Check each line below for the word "location", then please report how many lines have it and nothing more.

[DATA IN THIS EXERCISE — start]

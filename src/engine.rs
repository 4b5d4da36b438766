//! Analysis and fix driver.
//!
//! Analysis classifies every declaration of the current assembly, runs the
//! rule catalogue against it and hands the combined output to the
//! reporter. Declarations share nothing, so they are evaluated on the rayon
//! pool. Fixing is sequential per file: one fix is applied, the
//! compilation is rebuilt and the catalogue re-run to confirm the fix
//! converged.

use crate::config::PatternLintConfig;
use crate::diagnostics::{AnalysisReport, Diagnostic, Reporter};
use crate::error::{ErrorCode, PatternLintError, Result};
use crate::fixes::{apply_fix, map_span, select_fix, FixEdit};
use crate::observability::{increment_processed, set_current_declaration, set_phase, set_progress, AnalysisPhase};
use crate::patterns::classify;
use crate::rules::{catalogue, evaluate, Rule, RuleContext};
use crate::semantic::{Compilation, TypeId};
use rayon::prelude::*;
use serde::Serialize;
use std::collections::HashSet;
use std::path::PathBuf;
use std::sync::Arc;

#[derive(Debug, Clone, Default)]
pub struct Engine {
    config: PatternLintConfig,
}

/// A fix applied to a compilation.
#[derive(Debug, Clone)]
pub struct AppliedFix {
    pub fix: FixEdit,
    pub compilation: Compilation,
}

/// A diagnostic whose fix was rejected.
#[derive(Debug, Clone, Serialize)]
pub struct FixFailure {
    pub diagnostic: Diagnostic,
    pub code: String,
    pub reason: String,
}

/// Outcome of [`Engine::fix_all`].
#[derive(Debug, Clone)]
pub struct FixRun {
    pub compilation: Compilation,
    pub applied: Vec<FixEdit>,
    pub failures: Vec<FixFailure>,
    pub rounds: usize,
}

impl FixRun {
    /// Files whose text differs from `before`, with their new text.
    pub fn changed_files(&self, before: &Compilation) -> Vec<(PathBuf, String)> {
        self.compilation
            .current_files()
            .iter()
            .zip(before.current_files())
            .filter(|(after, before)| after.text != before.text)
            .map(|(after, _)| (after.path.clone(), after.text.clone()))
            .collect()
    }
}

impl Engine {
    pub fn new(config: PatternLintConfig) -> Self {
        Self { config }
    }

    pub fn config(&self) -> &PatternLintConfig {
        &self.config
    }

    /// Rules that are not turned off by configuration.
    fn active_rules(&self) -> Vec<Rule> {
        catalogue()
            .iter()
            .copied()
            .filter(|rule| !self.config.rules.is_disabled(rule.id))
            .collect()
    }

    /// Classifies and checks one declaration.
    fn evaluate_declaration(compilation: &Compilation, id: TypeId, rules: &[Rule]) -> (Vec<Diagnostic>, bool) {
        let decl = compilation.symbols().decl(id);
        let _declaration = set_current_declaration(decl.name.text.clone());
        let classification = classify(compilation, id);
        let ctx = RuleContext::new(compilation, id, &classification);
        let found = evaluate(&ctx, rules);
        increment_processed();
        (found, classification.primary.is_some() && ctx.is_home_part())
    }

    /// Diagnostics of every rule, before severity overrides and
    /// suppressions.
    fn raw_diagnostics(&self, compilation: &Compilation) -> (Vec<Diagnostic>, usize) {
        let rules = self.active_rules();
        let types: Vec<TypeId> = {
            let _phase = set_phase(AnalysisPhase::Classification);
            compilation.current_types().collect()
        };

        let _phase = set_phase(AnalysisPhase::RuleEvaluation);
        set_progress(0, types.len());
        let results: Vec<(Vec<Diagnostic>, bool)> = if self.config.analysis.parallel {
            types
                .par_iter()
                .map(|id| Self::evaluate_declaration(compilation, *id, &rules))
                .collect()
        } else {
            types
                .iter()
                .map(|id| Self::evaluate_declaration(compilation, *id, &rules))
                .collect()
        };

        let classified = results.iter().filter(|(_, classified)| *classified).count();
        let raw = results.into_iter().flat_map(|(found, _)| found).collect();
        (raw, classified)
    }

    /// Runs the catalogue over the current assembly.
    pub fn analyze(&self, compilation: &Compilation) -> AnalysisReport {
        let (raw, classified) = self.raw_diagnostics(compilation);
        let raw_count = raw.len();

        let _phase = set_phase(AnalysisPhase::Reporting);
        let reporter = Reporter::new(&self.config.rules, compilation.current_files());
        let (diagnostics, suppressions) = reporter.finish(raw);

        tracing::info!(
            files = compilation.current_files().len(),
            declarations = classified,
            raw = raw_count,
            reported = diagnostics.len(),
            "analysis finished"
        );
        AnalysisReport {
            diagnostics,
            suppressions,
            files_analyzed: compilation.current_files().len(),
            declarations_classified: classified,
        }
    }

    /// Applies the fix for `diagnostic` and, unless disabled, confirms the
    /// same diagnostic does not come back at the rewritten node.
    pub fn apply(&self, compilation: &Compilation, diagnostic: &Diagnostic) -> Result<AppliedFix> {
        let _phase = set_phase(AnalysisPhase::Fixing);
        let fix = select_fix(diagnostic, compilation).ok_or_else(|| {
            PatternLintError::fix(ErrorCode::FIX_NOT_AVAILABLE, diagnostic.id, "no fix for this diagnostic")
        })?;
        let file_id = compilation.file_id(&fix.path).ok_or_else(|| {
            PatternLintError::fix(
                ErrorCode::FIX_NOT_AVAILABLE,
                diagnostic.id,
                format!("{} is not part of the compilation", fix.path.display()),
            )
        })?;

        let original = compilation.symbols().file(file_id);
        let rewritten = apply_fix(original, &fix)?;
        let next = compilation.with_file_replaced(file_id, Arc::new(rewritten));

        if self.config.fix.verify {
            let (after, _) = self.raw_diagnostics(&next);
            if recurs(diagnostic, &fix, &after) {
                return Err(PatternLintError::fix(
                    ErrorCode::FIX_NOT_CONVERGED,
                    diagnostic.id,
                    format!("'{}' reproduces the diagnostic", fix.title),
                ));
            }
        }

        tracing::debug!(
            diagnostic = diagnostic.id,
            path = %fix.path.display(),
            strategy = %fix.strategy,
            "fix applied"
        );
        Ok(AppliedFix { fix, compilation: next })
    }

    /// Applies fixes until nothing fixable remains or the round limit is
    /// reached. Each round applies at most one fix per file.
    pub fn fix_all(&self, compilation: &Compilation) -> FixRun {
        let mut current = compilation.clone();
        let mut applied = Vec::new();
        let mut failures = Vec::new();
        let mut rejected: HashSet<(&'static str, PathBuf, Vec<String>)> = HashSet::new();
        let mut rounds = 0;

        while rounds < self.config.fix.max_iterations {
            rounds += 1;
            let report = self.analyze(&current);
            let mut touched: HashSet<PathBuf> = HashSet::new();

            for diagnostic in &report.diagnostics {
                let path = diagnostic.path().to_path_buf();
                let identity = (diagnostic.id, path.clone(), diagnostic.args.clone());
                if touched.contains(&path) || rejected.contains(&identity) {
                    continue;
                }
                match select_fix(diagnostic, &current) {
                    Some(fix) if !touched.contains(&fix.path) => {}
                    _ => continue,
                }
                match self.apply(&current, diagnostic) {
                    Ok(done) => {
                        touched.insert(done.fix.path.clone());
                        touched.insert(path);
                        current = done.compilation;
                        applied.push(done.fix);
                    }
                    Err(err) => {
                        tracing::warn!(diagnostic = diagnostic.id, error = %err, "fix rejected");
                        failures.push(FixFailure {
                            diagnostic: diagnostic.clone(),
                            code: err.code().to_string(),
                            reason: err.to_string(),
                        });
                        rejected.insert(identity);
                    }
                }
            }

            if touched.is_empty() {
                break;
            }
        }

        tracing::info!(applied = applied.len(), rejected = failures.len(), rounds, "fixing finished");
        FixRun {
            compilation: current,
            applied,
            failures,
            rounds,
        }
    }
}

/// Whether `after` still holds `original` at the node the fix rewrote.
fn recurs(original: &Diagnostic, fix: &FixEdit, after: &[Diagnostic]) -> bool {
    let mapped = map_span(original.node_span, &fix.edits);
    after.iter().filter(|d| d.id == original.id).any(|d| {
        if d.path() == fix.path {
            mapped.contains(d.location.span)
        } else {
            // reported in another part; that file was not rewritten
            d.path() == original.path() && d.location.span == original.location.span && d.args == original.args
        }
    })
}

[DATA IN THIS EXERCISE — finish]

--- YOUR RESPONSE ---
2